Buffalo Trail: A Novel by Jeff Guinn
After barely escaping nemesis Killer Boots in the tiny Arizona Territory town of Glorious, Cash McLendon is in desperate need of a safe haven somewhere, anywhere on the frontier. Fleeing to Dodge City, he falls in with an intrepid band of buffalo hunters determined to head south to forbidden Indian Territory in the Texas Panhandle. In the company of such colorful Western legends as Bat Masterson and Billy Dixon, Cash helps establish a hunting camp known as Adobe Walls. When a massive migration of buffalo arrives, Cash, newly hopeful that he may yet patch things up with Gabrielle Tirrito back in Arizona, thinks his luck has finally changed. But no good can come of entering the prohibited lands they’ve crossed into.

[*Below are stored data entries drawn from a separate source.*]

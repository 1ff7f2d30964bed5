//! Vault HTTP record store
//!
//! Roles live at `{backend}/role/{name}` and transformations at
//! `{backend}/transformation/{name}`. Reads return a `{"data": {...}}` envelope;
//! writes are full-record `POST`s, so create and update share an endpoint.

use async_trait::async_trait;
use reqwest::Method;
use serde::de::DeserializeOwned;
use serde::Deserialize;
use serde_json::{json, Map, Value};
use std::sync::Arc;
use std::time::Duration;
use tracing::{debug, warn};

use vts_common::{Role, Transformation, TransformationKind};

use crate::config::StoreConfig;
use crate::error::{Result, StoreError};
use crate::RecordStore;

const MAX_BACKOFF: Duration = Duration::from_secs(30);

#[derive(Debug, Deserialize)]
struct Envelope<T> {
    data: T,
}

#[derive(Debug, Default, Deserialize)]
struct RoleData {
    #[serde(default)]
    transformations: Option<Vec<String>>,
}

#[derive(Debug, Default, Deserialize)]
struct TransformationData {
    #[serde(rename = "type", default)]
    kind: Option<TransformationKind>,
    #[serde(default)]
    templates: Option<Vec<String>>,
    #[serde(default)]
    tweak_source: Option<String>,
    #[serde(default)]
    masking_character: Option<Value>,
    #[serde(default)]
    deletion_allowed: bool,
    #[serde(default)]
    allowed_roles: Option<Vec<String>>,
    #[serde(flatten)]
    extra: Map<String, Value>,
}

#[derive(Debug, Default, Deserialize)]
struct ErrorBody {
    #[serde(default)]
    errors: Vec<String>,
}

/// Record store backed by the Vault HTTP API
#[derive(Debug, Clone)]
pub struct VaultRecordStore {
    config: Arc<StoreConfig>,
    http_client: reqwest::Client,
}

impl VaultRecordStore {
    pub fn new(config: StoreConfig) -> Result<Self> {
        let http_client = reqwest::Client::builder()
            .timeout(config.timeout)
            .user_agent(&config.user_agent)
            .build()?;

        Ok(Self::with_client(config, http_client))
    }

    pub fn with_client(config: StoreConfig, http_client: reqwest::Client) -> Self {
        Self {
            config: Arc::new(config),
            http_client,
        }
    }

    pub fn addr(&self) -> &str {
        &self.config.addr
    }

    fn role_path(backend: &str, id: &str) -> String {
        format!("{}/role/{}", backend.trim_matches('/'), urlencoding::encode(id))
    }

    fn transformation_path(backend: &str, id: &str) -> String {
        format!(
            "{}/transformation/{}",
            backend.trim_matches('/'),
            urlencoding::encode(id)
        )
    }

    async fn read<T: DeserializeOwned>(&self, path: &str) -> Result<T> {
        let body = self
            .execute(Method::GET, path, None)
            .await?
            .ok_or_else(|| StoreError::NotFound(path.to_string()))?;
        let envelope: Envelope<T> = serde_json::from_value(body)?;
        Ok(envelope.data)
    }

    async fn write(&self, path: &str, body: &Value) -> Result<()> {
        self.execute(Method::POST, path, Some(body)).await?;
        Ok(())
    }

    /// Execute a request, retrying rate limits and server errors with exponential backoff
    async fn execute(&self, method: Method, path: &str, body: Option<&Value>) -> Result<Option<Value>> {
        let url = self.config.api_url(path);
        let mut last_error = None;

        for attempt in 0..self.config.retry_attempts {
            if attempt > 0 {
                tokio::time::sleep(backoff_delay(self.config.retry_delay, attempt)).await;
            }

            let mut request = self.http_client.request(method.clone(), &url);
            if let Some(token) = &self.config.token {
                request = request.header("X-Vault-Token", token);
            }
            if let Some(namespace) = &self.config.namespace {
                request = request.header("X-Vault-Namespace", namespace);
            }
            if let Some(body) = body {
                request = request.json(body);
            }

            match request.send().await {
                Ok(response) => {
                    let status = response.status();

                    if status.is_success() {
                        if status == reqwest::StatusCode::NO_CONTENT {
                            return Ok(None);
                        }
                        let text = response.text().await?;
                        if text.trim().is_empty() {
                            return Ok(None);
                        }
                        return Ok(Some(serde_json::from_str(&text)?));
                    }

                    let text = response.text().await.unwrap_or_default();
                    let error = StoreError::from_status(status.as_u16(), error_message(&text));

                    if !error.is_retryable() {
                        debug!(%method, path, status = status.as_u16(), "Vault request rejected");
                        return Err(error);
                    }

                    warn!(%method, path, status = status.as_u16(), attempt, "Vault request failed, retrying");
                    last_error = Some(error);
                }
                Err(e) => {
                    warn!(%method, path, error = %e, attempt, "Vault request transport error");
                    last_error = Some(StoreError::Http(e));
                }
            }
        }

        Err(last_error.unwrap_or_else(|| StoreError::Other("Request failed".into())))
    }
}

/// Exponential backoff before retry `attempt` (1-based), capped at [`MAX_BACKOFF`]
fn backoff_delay(base: Duration, attempt: u32) -> Duration {
    attempt
        .checked_sub(1)
        .and_then(|exp| 1u32.checked_shl(exp))
        .and_then(|factor| base.checked_mul(factor))
        .unwrap_or(MAX_BACKOFF)
        .min(MAX_BACKOFF)
}

fn error_message(body: &str) -> String {
    match serde_json::from_str::<ErrorBody>(body) {
        Ok(parsed) if !parsed.errors.is_empty() => parsed.errors.join("; "),
        _ => body.trim().to_string(),
    }
}

fn masking_character(value: Option<Value>) -> Option<String> {
    match value? {
        Value::String(s) if !s.is_empty() => Some(s),
        Value::Number(n) => n
            .as_u64()
            .and_then(|code| u32::try_from(code).ok())
            .and_then(char::from_u32)
            .filter(|c| *c != '\0')
            .map(String::from),
        _ => None,
    }
}

/// Write body: attributes read back from Vault, overlaid with the modelled fields
fn transformation_body(transformation: &Transformation) -> Value {
    let mut body = transformation.extra.clone();
    if let Some(kind) = transformation.kind {
        body.insert("type".into(), json!(kind));
    }
    if let Some(template) = transformation.templates.first() {
        body.insert("template".into(), json!(template));
    }
    if let Some(tweak_source) = &transformation.tweak_source {
        body.insert("tweak_source".into(), json!(tweak_source));
    }
    if let Some(masking_character) = &transformation.masking_character {
        body.insert("masking_character".into(), json!(masking_character));
    }
    body.insert("deletion_allowed".into(), json!(transformation.deletion_allowed));
    body.insert("allowed_roles".into(), json!(transformation.allowed_role_ids()));
    Value::Object(body)
}

#[async_trait]
impl RecordStore for VaultRecordStore {
    async fn find_role(&self, backend: &str, id: &str) -> Result<Role> {
        let data: RoleData = self.read(&Self::role_path(backend, id)).await?;
        Ok(Role::new(backend, id).with_transformations(data.transformations.unwrap_or_default()))
    }

    async fn find_transformation(&self, backend: &str, id: &str) -> Result<Transformation> {
        let data: TransformationData = self.read(&Self::transformation_path(backend, id)).await?;

        let mut transformation = Transformation::new(backend, id)
            .with_allowed_roles(data.allowed_roles.unwrap_or_default());
        transformation.kind = data.kind;
        transformation.templates = data.templates.unwrap_or_default();
        transformation.tweak_source = data.tweak_source.filter(|s| !s.is_empty());
        transformation.masking_character = masking_character(data.masking_character);
        transformation.deletion_allowed = data.deletion_allowed;
        transformation.extra = data.extra;
        Ok(transformation)
    }

    async fn create_role(&self, role: &Role) -> Result<()> {
        self.save_role(role).await
    }

    async fn save_role(&self, role: &Role) -> Result<()> {
        let body = json!({ "transformations": role.transformation_ids() });
        self.write(&Self::role_path(&role.backend, &role.id), &body).await
    }

    async fn create_transformation(&self, transformation: &Transformation) -> Result<()> {
        self.save_transformation(transformation).await
    }

    async fn save_transformation(&self, transformation: &Transformation) -> Result<()> {
        let body = transformation_body(transformation);
        self.write(
            &Self::transformation_path(&transformation.backend, &transformation.id),
            &body,
        )
        .await
    }
}

#[cfg(test)]
mod tests {
    use super::*;

    #[test]
    fn test_paths_encode_identifiers() {
        assert_eq!(VaultRecordStore::role_path("/transform/", "a b"), "transform/role/a%20b");
        assert_eq!(
            VaultRecordStore::transformation_path("transform", "ccn"),
            "transform/transformation/ccn"
        );
    }

    #[test]
    fn test_backoff_doubles_then_caps() {
        let base = Duration::from_millis(100);
        assert_eq!(backoff_delay(base, 1), Duration::from_millis(100));
        assert_eq!(backoff_delay(base, 2), Duration::from_millis(200));
        assert_eq!(backoff_delay(base, 4), Duration::from_millis(800));
        assert_eq!(backoff_delay(base, 12), MAX_BACKOFF);
        assert_eq!(backoff_delay(base, 33), MAX_BACKOFF);
        assert_eq!(backoff_delay(base, u32::MAX), MAX_BACKOFF);
        assert_eq!(backoff_delay(Duration::MAX, 2), MAX_BACKOFF);
    }

    #[test]
    fn test_error_message_prefers_vault_errors() {
        assert_eq!(error_message(r#"{"errors":["permission denied"]}"#), "permission denied");
        assert_eq!(error_message(r#"{"errors":["a","b"]}"#), "a; b");
        assert_eq!(error_message("plain text\n"), "plain text");
    }

    #[test]
    fn test_masking_character_accepts_string_or_code_point() {
        assert_eq!(masking_character(Some(json!("#"))), Some("#".into()));
        assert_eq!(masking_character(Some(json!(42))), Some("*".into()));
        assert_eq!(masking_character(Some(json!(0))), None);
        assert_eq!(masking_character(Some(json!(""))), None);
        assert_eq!(masking_character(None), None);
    }

    #[test]
    fn test_transformation_body_keeps_required_attributes() {
        let t = Transformation::new("transform", "ccn")
            .with_kind(TransformationKind::Fpe)
            .with_template("builtin/creditcardnumber")
            .with_allowed_roles(["payments", "*"]);

        let body = transformation_body(&t);
        assert_eq!(body["type"], "fpe");
        assert_eq!(body["template"], "builtin/creditcardnumber");
        assert_eq!(body["allowed_roles"], json!(["payments", "*"]));
        assert!(body.get("tweak_source").is_none());
    }

    #[test]
    fn test_transformation_body_overlays_extra_attributes() {
        let mut t = Transformation::new("transform", "tok")
            .with_kind(TransformationKind::Tokenization)
            .with_allowed_roles(["a"]);
        t.extra.insert("stores".into(), json!(["pg-store"]));
        t.extra.insert("allowed_roles".into(), json!(["stale"]));

        let body = transformation_body(&t);
        assert_eq!(body["stores"], json!(["pg-store"]));
        assert_eq!(body["allowed_roles"], json!(["a"]));
    }
}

In the early morning darkness of August 2, 1943, during a chaotic nighttime skirmish amid the Solomon Islands, the Japanese destroyer Amagiri barreled through thick fog and struck the U.S. Navy’s motor torpedo boat PT 109, splitting the craft nearly in half and killing two American sailors instantly. Featuring castaways on a deserted island, a spy network of Solomon Island natives, an Australian coast watcher hidden on the side of a volcano, an S.O.S. note carved into a coconut, and a daring rescue attempt led by Kennedy’s fellow American PT boats, PT 109 is an unforgettable American epic of war and destiny.
Twilight Tenth Anniversary/Life and Death Dual Edition by Stephanie Meyer
Celebrate the tenth anniversary of Twilight”! This special tenth anniversary edition includes the original novel as well as exclusive new bonus content. Readers will relish experiencing the iconic love story of Bella and Edward again… or for the very first time.